Scritto da Gabriella Ballarini

Seduta al tavolo di lavoro della casa in cui sono nata, rimetto la playlist delle nostre due settimane di Campus a Milano, apro il quaderno e inizio a rileggere.

Il quaderno riporta subito un disegno di David che racconta il concetto di Comunità e dice: amici, consapevolezza, responsabilità, coscienza, solitudine, fiducia, solitudine, amore, ruoli, confine, straniero, relazione, ruoli, organizzazione, nutrimento, condividere.

Dalla cassa arriva Marracash che dice:

Guardando quei problemi grossi che si fanno enormi

Quelli brutti sono diventati bei ricordi

Quelli troppo brutti li ho rimossi

E sono rimasti i dubbi, dubbi, dubbi

Martellanti dubbi, dubbi, dubbi, dubbi

Dubbi, dubbi, dubbi

Martellanti dubbi, dubbi, dubbi, dubbi

Ma cosa è successo nelle tre settimane del Campus di Milano?

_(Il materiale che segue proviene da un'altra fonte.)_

use pitch_lane::chart_reader;
use pitch_lane::config::TimelineConfig;
use pitch_lane::console_display;
use pitch_lane::coordinator;
use pitch_lane::engine::TimelineEngine;
use pitch_lane::progress::ProgressSlot;
use pitch_lane::renderer::FrameSnapshot;
use pitch_lane::simulator::{self, DemoSong, Seek};
use pitch_lane::types::*;

use clap::Parser;
use crossbeam_channel::bounded;
use log::{error, info};
use std::path::PathBuf;
use std::process;
use std::thread;

#[derive(Parser)]
#[command(name = "pitch-lane")]
#[command(about = "Scrolling pitch timeline for sing-along scoring")]
struct Cli {
    /// Chart file (JSONL). Plays the built-in demo tune when omitted.
    #[arg(long)]
    chart: Option<PathBuf>,

    /// Timeline config file (JSON)
    #[arg(long, default_value = "pitch_lane.json")]
    config: PathBuf,

    /// Scroll speed in px per ms (overrides config)
    #[arg(long)]
    speed: Option<f32>,

    /// Hit tolerance in semitones (overrides config)
    #[arg(long)]
    tolerance: Option<i32>,

    /// Surface width (px)
    #[arg(long, default_value_t = 1080.0)]
    width: f32,

    /// Surface height (px)
    #[arg(long, default_value_t = 360.0)]
    height: f32,

    /// Pixels per density-independent unit
    #[arg(long, default_value_t = 1.0)]
    density: f32,

    /// Engine update rate (Hz)
    #[arg(long, default_value_t = 60)]
    fps: u32,

    /// Console display refresh rate (Hz)
    #[arg(long, default_value_t = 20)]
    display_hz: u32,

    /// Playback time (ms) at which the simulated player seeks
    #[arg(long, requires = "seek_to")]
    seek_at: Option<i64>,

    /// Playback time (ms) the simulated player seeks to
    #[arg(long, requires = "seek_at")]
    seek_to: Option<i64>,

    /// Disable the console display
    #[arg(long)]
    no_console: bool,
}

fn main() {
    env_logger::Builder::from_env(
        env_logger::Env::default().default_filter_or("info"),
    )
    .format_timestamp_millis()
    .init();

    let cli = Cli::parse();
    let clock = SessionClock::new();

    let mut config = TimelineConfig::load_or_default(&cli.config);
    if let Some(speed) = cli.speed {
        config.speed = speed;
    }
    if let Some(tolerance) = cli.tolerance {
        config.tolerance = tolerance;
    }

    let song = match &cli.chart {
        Some(path) => match chart_reader::load_chart(path) {
            Ok((_, events)) => DemoSong::from_events(events),
            Err(e) => {
                error!("Cannot load chart {:?}: {}", path, e);
                process::exit(1);
            }
        },
        None => simulator::demo_song(),
    };
    let seek = match (cli.seek_at, cli.seek_to) {
        (Some(at_ms), Some(to_ms)) => Some(Seek { at_ms, to_ms }),
        _ => None,
    };

    info!("═══════════════════════════════════════════════");
    info!("  PITCH LANE v{}", env!("CARGO_PKG_VERSION"));
    match &cli.chart {
        Some(path) => info!("  Chart: {:?}", path),
        None => info!("  Chart: built-in demo"),
    }
    info!("  Surface: {}x{} @{}x", cli.width, cli.height, cli.density);
    info!("  Speed: {} px/ms, tolerance ±{}", config.speed, config.tolerance);
    if let Some(s) = seek { info!("  Seek: {}ms → {}ms", s.at_ms, s.to_ms); }
    if !cli.no_console { info!("  UI: Console TUI"); }
    info!("═══════════════════════════════════════════════");

    // Channel: inputs → coordinator
    let (input_tx, input_rx) = bounded::<EngineInput>(4096);
    let progress = ProgressSlot::new();

    // Channels: coordinator → consumers
    let mut frame_txs: Vec<crossbeam_channel::Sender<FrameSnapshot>> = Vec::new();

    let mut handles = Vec::new();

    // ─── Console display ────────────────────────────────────────────
    if !cli.no_console {
        let (tx, rx) = bounded::<FrameSnapshot>(256);
        frame_txs.push(tx);
        let hz = cli.display_hz;
        handles.push(thread::Builder::new().name("display".into()).spawn(move || {
            console_display::ConsoleDisplay::new(rx, hz).run();
        }).unwrap());
    }

    // ─── Coordinator ────────────────────────────────────────────────
    let viewport = Viewport::new(cli.width, cli.height, Padding::default(), cli.density);
    if input_tx.send(EngineInput::Resize(viewport)).is_err() {
        error!("Coordinator input channel closed before start");
        return;
    }
    let coord_progress = progress.clone();
    let coord_clock = clock.clone();
    let fps = cli.fps;
    handles.push(thread::Builder::new().name("coordinator".into()).spawn(move || {
        let engine = TimelineEngine::new(config);
        let mut coord = coordinator::Coordinator::new(
            input_rx,
            coord_progress,
            frame_txs,
            engine,
            coord_clock,
        );
        coord.run(fps);
    }).unwrap());

    // ─── Input source ───────────────────────────────────────────────
    info!("Starting simulator...");
    let sim_clock = clock.clone();
    let sim_tx = input_tx.clone();
    handles.push(thread::Builder::new().name("simulator".into()).spawn(move || {
        simulator::Simulator::new(sim_clock, sim_tx, progress, song)
            .with_seek(seek)
            .run();
    }).unwrap());
    drop(input_tx);

    for h in handles {
        let _ = h.join();
    }
    info!("Done.");
}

Sono successe molte cose prima che avvenisse, molte cose che diventano importanti per il presente e per il futuro.

Il primo motore che abbiamo avviato già molti mesi fa è stato il lavoro di rete sul territorio.

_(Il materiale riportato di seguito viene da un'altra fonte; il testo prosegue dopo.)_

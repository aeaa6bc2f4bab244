//! Tunable timeline parameters.
//!
//! All fields have defaults, so a config file only needs the keys it changes.

use log::{info, warn};
use serde::{Deserialize, Serialize};
use std::path::Path;
use thiserror::Error;

#[derive(Debug, Error)]
pub enum ConfigError {
    #[error("failed to read config {path}: {source}")]
    Io {
        path: String,
        source: std::io::Error,
    },
    #[error("failed to parse config: {0}")]
    Parse(#[from] serde_json::Error),
}

#[derive(Debug, Clone, PartialEq, Serialize, Deserialize)]
#[serde(default)]
pub struct TimelineConfig {
    /// Scroll rate, pixels per millisecond of playback
    pub speed: f32,
    /// Largest |target − sung| pitch distance that still counts as a hit (semitones)
    pub tolerance: i32,
    /// Width of one feedback region in milliseconds
    pub lookahead_ms: i64,
    /// How long a score stays on screen after a sentence change
    pub score_hide_delay_ms: u64,
    /// Duration of the indicator's fall back to the lowest pitch
    pub indicator_anim_ms: u64,
    /// Semitones added above and below the observed pitch range
    pub pitch_padding: i32,
    /// Icon resource the renderer uses for the indicator
    pub indicator_icon: String,
    pub indicator_width_dp: f32,
    pub indicator_height_dp: f32,
    /// Distance of the "now" line from the left edge
    pub baseline_dp: f32,
    pub bar_height_dp: f32,
    pub score_offset_dp: f32,
    pub score_top_dp: f32,
}

impl Default for TimelineConfig {
    fn default() -> Self {
        Self {
            speed: 0.25,
            tolerance: 2,
            lookahead_ms: 120,
            score_hide_delay_ms: 2000,
            indicator_anim_ms: 3000,
            pitch_padding: 5,
            indicator_icon: "ic_midi_triangle_arrow".to_string(),
            indicator_width_dp: 8.0,
            indicator_height_dp: 8.0,
            baseline_dp: 82.0,
            bar_height_dp: 5.0,
            score_offset_dp: 10.0,
            score_top_dp: 30.0,
        }
    }
}

impl TimelineConfig {
    pub fn load(path: &Path) -> Result<Self, ConfigError> {
        let data = std::fs::read_to_string(path).map_err(|source| ConfigError::Io {
            path: path.display().to_string(),
            source,
        })?;
        let config = serde_json::from_str(&data)?;
        info!("Loaded timeline config from {:?}", path);
        Ok(config)
    }

    /// Load from `path`, falling back to defaults if it is absent or malformed.
    pub fn load_or_default(path: &Path) -> Self {
        match Self::load(path) {
            Ok(c) => c,
            Err(e) => {
                warn!("{}; using default timeline config", e);
                Self::default()
            }
        }
    }

    pub fn save(&self, path: &Path) -> Result<(), ConfigError> {
        let json = serde_json::to_string_pretty(self)?;
        std::fs::write(path, json).map_err(|source| ConfigError::Io {
            path: path.display().to_string(),
            source,
        })?;
        info!("Timeline config saved to {:?}", path);
        Ok(())
    }
}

Per mettere insieme le mappe del futuro, bisogna lavorare al presente e farlo abitare dalle possibilità. Le reti non sono altro che relazioni. Lucia uscendo dall’aula l’ultimo giorno mi ha guardata e ha detto: oh, se partono altri Campus chiamateci, noi ci siamo, per qualsiasi cosa.

Qualsiasi cosa.

Dentro queste due parole c’è la possibilità di futuro.

Dentro quel saluto con la mano che sventolava in aria, c’erano tutte le pagine scritte in 5 giorni, i passi fatti insieme, i racconti sugli sconosciuti scritti in metropolitana, le sagome che parlavano con le loro voci registrate e amplificate dalla cassa rossa sul pavimento.

E così quelle due parole me le sono appuntate e le ho inserite nel mio report di fine attività come monito, per ricordarmi che qualcuno mi ha lasciato la porta aperta e io non posso ignorarlo.

Con i ragazzi della comunità Exodus di Milano abbiamo costruito una città:

“la nostra città è il lavoro di tanti, di tante mani e pietre, taglierini, colla a caldo.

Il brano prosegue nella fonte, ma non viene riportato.